When two gentlemen are walking with a lady in the street they should not be both upon the same side of her, but one of them should walk upon the outside and the other upon the inside.
CROSSING THE STREET WITH A LADY.
If a gentleman is walking with a lady who has his arm, and they cross the street, it is better not to disengage the arm, and go round upon the outside. Such effort evinces a palpable attention to form, and that is always to be avoided.
FULFILLING AN ENGAGEMENT.
When on your way to fill an engagement, if a friend stops you on the street you may, without committing a breach of etiquette, tell him of your appointment, and release yourself from any delay that may be occasioned by a long talk; but do so in a courteous manner, expressing regret for the necessity.

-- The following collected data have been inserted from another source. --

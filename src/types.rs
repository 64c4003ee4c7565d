use serde::{Deserialize, Serialize};
use std::fmt;

/// Segment identifier, unique within a state's segment list
pub type SegmentId = u32;

/// Device identity and capability report (`info` section)
#[derive(Debug, Clone, Default, PartialEq, Serialize, Deserialize)]
#[serde(default)]
pub struct Info {
    /// Version name
    #[serde(rename = "ver")]
    pub version: String,

    /// Numeric build id
    #[serde(rename = "vid")]
    pub version_id: u64,

    #[serde(rename = "leds")]
    pub led_info: LedInfo,

    /// A single sync toggle should switch send and receive, not send only
    #[serde(rename = "str")]
    pub sync_toggle_send_receive: bool,

    /// Friendly device name
    pub name: String,

    #[serde(rename = "udpport")]
    pub udp_port: u16,

    /// Device is currently receiving realtime data
    #[serde(rename = "live")]
    pub realtime_active: bool,

    #[serde(rename = "liveseg")]
    pub realtime_segment: i32,

    #[serde(rename = "lm")]
    pub realtime_source: String,

    #[serde(rename = "lip")]
    pub realtime_source_ip: String,

    /// Connected WebSocket clients, -1 if unsupported
    #[serde(rename = "ws")]
    pub websocket_clients: i32,

    #[serde(rename = "fxcount")]
    pub effect_count: u32,

    #[serde(rename = "palcount")]
    pub palette_count: u32,

    #[serde(rename = "cpalcount")]
    pub custom_palette_count: u32,

    #[serde(rename = "wifi")]
    pub wifi_info: WifiInfo,

    /// Other devices discovered on the network, -1 if node discovery is off
    #[serde(rename = "ndc")]
    pub discovered_devices: i32,

    #[serde(rename = "arch")]
    pub architecture: String,

    #[serde(rename = "core")]
    pub core_version: String,

    /// Free heap in bytes; below 10k is a problem
    #[serde(rename = "freeheap")]
    pub free_heap: u64,

    /// Seconds since boot
    pub uptime: u64,

    pub time: String,

    #[serde(rename = "opt")]
    pub debug_opt: u64,

    pub brand: String,
    pub product: String,

    /// Lowercase hex MAC without colons
    #[serde(rename = "mac")]
    pub mac_address: String,

    /// Empty when not connected to a network
    #[serde(rename = "ip")]
    pub ip_address: String,
}

/// LED strip capabilities
#[derive(Debug, Clone, Default, PartialEq, Serialize, Deserialize)]
#[serde(default)]
pub struct LedInfo {
    /// Total number of LEDs
    pub count: u32,

    #[serde(rename = "fps")]
    pub frames_per_second: u32,

    /// Current draw in mA as estimated by the ABL, 0 if disabled
    #[serde(rename = "pwr")]
    pub power_usage: u32,

    #[serde(rename = "maxpwr")]
    pub max_power: u32,

    /// Maximum number of segments supported
    #[serde(rename = "maxseg")]
    pub max_segments: u32,

    #[serde(rename = "lc")]
    pub light_capabilities: u8,
}

/// WiFi diagnostics
#[derive(Debug, Clone, Default, PartialEq, Serialize, Deserialize)]
#[serde(default)]
pub struct WifiInfo {
    pub bssid: String,
    pub rssi: i32,

    /// Relative signal quality in percent
    #[serde(rename = "signal")]
    pub signal_quality: i32,

    pub channel: i32,
}

/// Runtime configuration report (`state` section)
#[derive(Debug, Clone, Default, PartialEq, Serialize, Deserialize)]
#[serde(default)]
pub struct State {
    pub on: bool,

    #[serde(rename = "bri")]
    pub brightness: u8,

    /// Crossfade duration in units of 100ms
    #[serde(rename = "transition")]
    pub transition_duration: u16,

    /// Active preset, -1 if none
    #[serde(rename = "ps")]
    pub preset_id: i32,

    /// Active playlist, -1 if none
    #[serde(rename = "pl")]
    pub playlist_id: i32,

    #[serde(rename = "nl")]
    pub nightlight: Nightlight,

    #[serde(rename = "udpn")]
    pub udp_notifier: UdpNotifier,

    #[serde(rename = "lor")]
    pub live_data_override: LiveDataOverride,

    #[serde(rename = "mainseg")]
    pub main_segment_id: SegmentId,

    #[serde(rename = "seg")]
    pub segments: Vec<Segment>,
}

impl State {
    /// Ids of all segments in declared order
    pub fn segment_ids(&self) -> Vec<SegmentId> {
        self.segments.iter().map(|s| s.id).collect()
    }

    /// Ids of selected segments in declared order
    pub fn selected_segment_ids(&self) -> Vec<SegmentId> {
        self.segments.iter().filter(|s| s.selected).map(|s| s.id).collect()
    }

    /// Look up a segment by id
    pub fn segment(&self, id: SegmentId) -> Option<&Segment> {
        self.segments.iter().find(|s| s.id == id)
    }
}

#[derive(Debug, Clone, Default, PartialEq, Serialize, Deserialize)]
#[serde(default)]
pub struct Nightlight {
    pub on: bool,

    /// Duration in minutes
    #[serde(rename = "dur")]
    pub duration: u16,

    pub mode: NightlightMode,

    #[serde(rename = "tbri")]
    pub target_brightness: u8,

    /// Remaining seconds, -1 if inactive
    #[serde(rename = "rem")]
    pub remaining: i32,
}

#[derive(Debug, Clone, Default, PartialEq, Serialize, Deserialize)]
#[serde(default)]
pub struct UdpNotifier {
    pub send: bool,

    #[serde(rename = "recv")]
    pub receive: bool,

    /// Bitfield of send groups 1-8
    #[serde(rename = "sgrp")]
    pub send_groups: u8,

    /// Bitfield of receive groups 1-8
    #[serde(rename = "rgrp")]
    pub receive_groups: u8,
}

/// One segment as reported by the device
#[derive(Debug, Clone, Default, PartialEq, Serialize, Deserialize)]
#[serde(default)]
pub struct Segment {
    pub id: SegmentId,
    pub start: u32,
    pub stop: u32,

    #[serde(rename = "len")]
    pub length: u32,

    #[serde(rename = "grp")]
    pub group: u8,

    #[serde(rename = "spc")]
    pub spacing: u8,

    #[serde(rename = "of")]
    pub offset: i32,

    pub on: bool,

    #[serde(rename = "frz")]
    pub freeze: bool,

    #[serde(rename = "bri")]
    pub brightness: u8,

    /// 0-255 relative, or 1900-10091 Kelvin
    #[serde(rename = "cct")]
    pub color_temperature: u16,

    pub set: u8,

    #[serde(rename = "n")]
    pub name: Option<String>,

    /// Up to three colors, each RGB or RGBW
    #[serde(rename = "col")]
    pub colors: Vec<Vec<u8>>,

    #[serde(rename = "fx")]
    pub effect_id: u32,

    #[serde(rename = "sx")]
    pub speed: u8,

    #[serde(rename = "ix")]
    pub intensity: u8,

    #[serde(rename = "pal")]
    pub palette_id: u32,

    #[serde(rename = "c1")]
    pub custom_slider1: u8,
    #[serde(rename = "c2")]
    pub custom_slider2: u8,
    #[serde(rename = "c3")]
    pub custom_slider3: u8,

    #[serde(rename = "sel")]
    pub selected: bool,

    #[serde(rename = "rev")]
    pub reverse: bool,

    #[serde(rename = "mi")]
    pub mirror: bool,

    #[serde(rename = "o1")]
    pub effect_option1: bool,
    #[serde(rename = "o2")]
    pub effect_option2: bool,
    #[serde(rename = "o3")]
    pub effect_option3: bool,

    #[serde(rename = "si")]
    pub sound_simulation: u8,

    #[serde(rename = "m12")]
    pub expand_1d: u8,
}

/// Nightlight fade mode
#[derive(Debug, Clone, Copy, Default, PartialEq, Eq, Serialize, Deserialize)]
#[serde(try_from = "u8", into = "u8")]
pub enum NightlightMode {
    #[default]
    Instant,
    Fade,
    ColorFade,
    Sunrise,
}

impl TryFrom<u8> for NightlightMode {
    type Error = String;

    fn try_from(value: u8) -> std::result::Result<Self, Self::Error> {
        match value {
            0 => Ok(Self::Instant),
            1 => Ok(Self::Fade),
            2 => Ok(Self::ColorFade),
            3 => Ok(Self::Sunrise),
            other => Err(format!("unknown nightlight mode {}", other)),
        }
    }
}

impl From<NightlightMode> for u8 {
    fn from(mode: NightlightMode) -> Self {
        mode as u8
    }
}

/// How long realtime data overrides local control
#[derive(Debug, Clone, Copy, Default, PartialEq, Eq, Serialize, Deserialize)]
#[serde(try_from = "u8", into = "u8")]
pub enum LiveDataOverride {
    #[default]
    Off,
    UntilLiveDataEnds,
    UntilReboot,
}

impl TryFrom<u8> for LiveDataOverride {
    type Error = String;

    fn try_from(value: u8) -> std::result::Result<Self, Self::Error> {
        match value {
            0 => Ok(Self::Off),
            1 => Ok(Self::UntilLiveDataEnds),
            2 => Ok(Self::UntilReboot),
            other => Err(format!("unknown live data override {}", other)),
        }
    }
}

impl From<LiveDataOverride> for u8 {
    fn from(mode: LiveDataOverride) -> Self {
        mode as u8
    }
}

/// 24-bit RGB color
#[derive(Debug, Clone, Copy, PartialEq, Eq, Hash)]
pub struct Rgb {
    pub r: u8,
    pub g: u8,
    pub b: u8,
}

impl Rgb {
    pub const BLACK: Rgb = Rgb::new(0, 0, 0);

    pub const fn new(r: u8, g: u8, b: u8) -> Self {
        Self { r, g, b }
    }

    /// Six uppercase hex digits, no leading `#`
    pub fn to_hex(self) -> String {
        format!("{:02X}{:02X}{:02X}", self.r, self.g, self.b)
    }
}

impl From<(u8, u8, u8)> for Rgb {
    fn from((r, g, b): (u8, u8, u8)) -> Self {
        Self::new(r, g, b)
    }
}

impl fmt::Display for Rgb {
    fn fmt(&self, f: &mut fmt::Formatter<'_>) -> fmt::Result {
        write!(f, "#{}", self.to_hex())
    }
}

/// Device confirmed by discovery
#[derive(Debug, Clone, PartialEq, Eq, Serialize, Deserialize)]
pub struct DiscoveredDevice {
    pub address: String,
}

impl DiscoveredDevice {
    /// Connect to this device
    ///
    /// # Example
    ///
    /// ```no_run
    /// use wled_session::{ClientConfig, DiscoveredDevice};
    ///
    /// #[tokio::main]
    /// async fn main() -> Result<(), Box<dyn std::error::Error>> {
    ///     let device = DiscoveredDevice { address: "192.168.1.50".to_string() };
    ///     let client = device.connect(ClientConfig::default()).await?;
    ///     println!("{:?}", client.status());
    ///     Ok(())
    /// }
    /// ```
    pub async fn connect(
        &self,
        config: crate::config::ClientConfig,
    ) -> crate::error::Result<crate::client::WledClient> {
        let client = crate::client::WledClient::with_config(&self.address, config);
        client.connect(true).await?;
        Ok(client)
    }
}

WALKING WITH A LADY ACQUAINTANCE.
A gentleman should not join a lady acquaintance on the street for the purpose of walking with her, unless he ascertains that his company would be perfectly agreeable to her. It might be otherwise, and she should frankly say so, if asked.
PASSING BEFORE A LADY.
When a lady wishes to enter a store, house or room, if a gentleman accompanies her, he should hold the door open and allow her to enter first, if practicable; for a gentleman must never pass before a lady anywhere if he can avoid it, or without an apology.
In inquiring for goods at a store or shop, do not say to the clerk or salesman, “I want” such an article, but, “Please show me” such an article, or some other polite form of address.
You should never take hold of a piece of goods or an article which another person is examining. Wait until it is replaced upon the counter, when you are at liberty to examine it.
It is rude to interrupt friends whom you meet in a store before they have finished making their purchases, or to ask their attention to your own purchases. It is rude to offer your opinion unasked, upon their judgment or taste, in the selection of goods.
It is rude to sneer at and depreciate goods, and exceedingly discourteous to the salesman. Use no deceit, but be honest with them, if you wish them to be honest with you.
Avoid “jewing down” the prices of articles in any way. If the price does not suit, you may say so quietly, and depart, but it is generally best to say nothing about it.
It is an insult for the salesman to offensively suggest that you can do better elsewhere, which should be resented by instant departure.
Ladies should not monopolize the time and attention of salesmen in small talk, while other customers are in the store to be waited upon.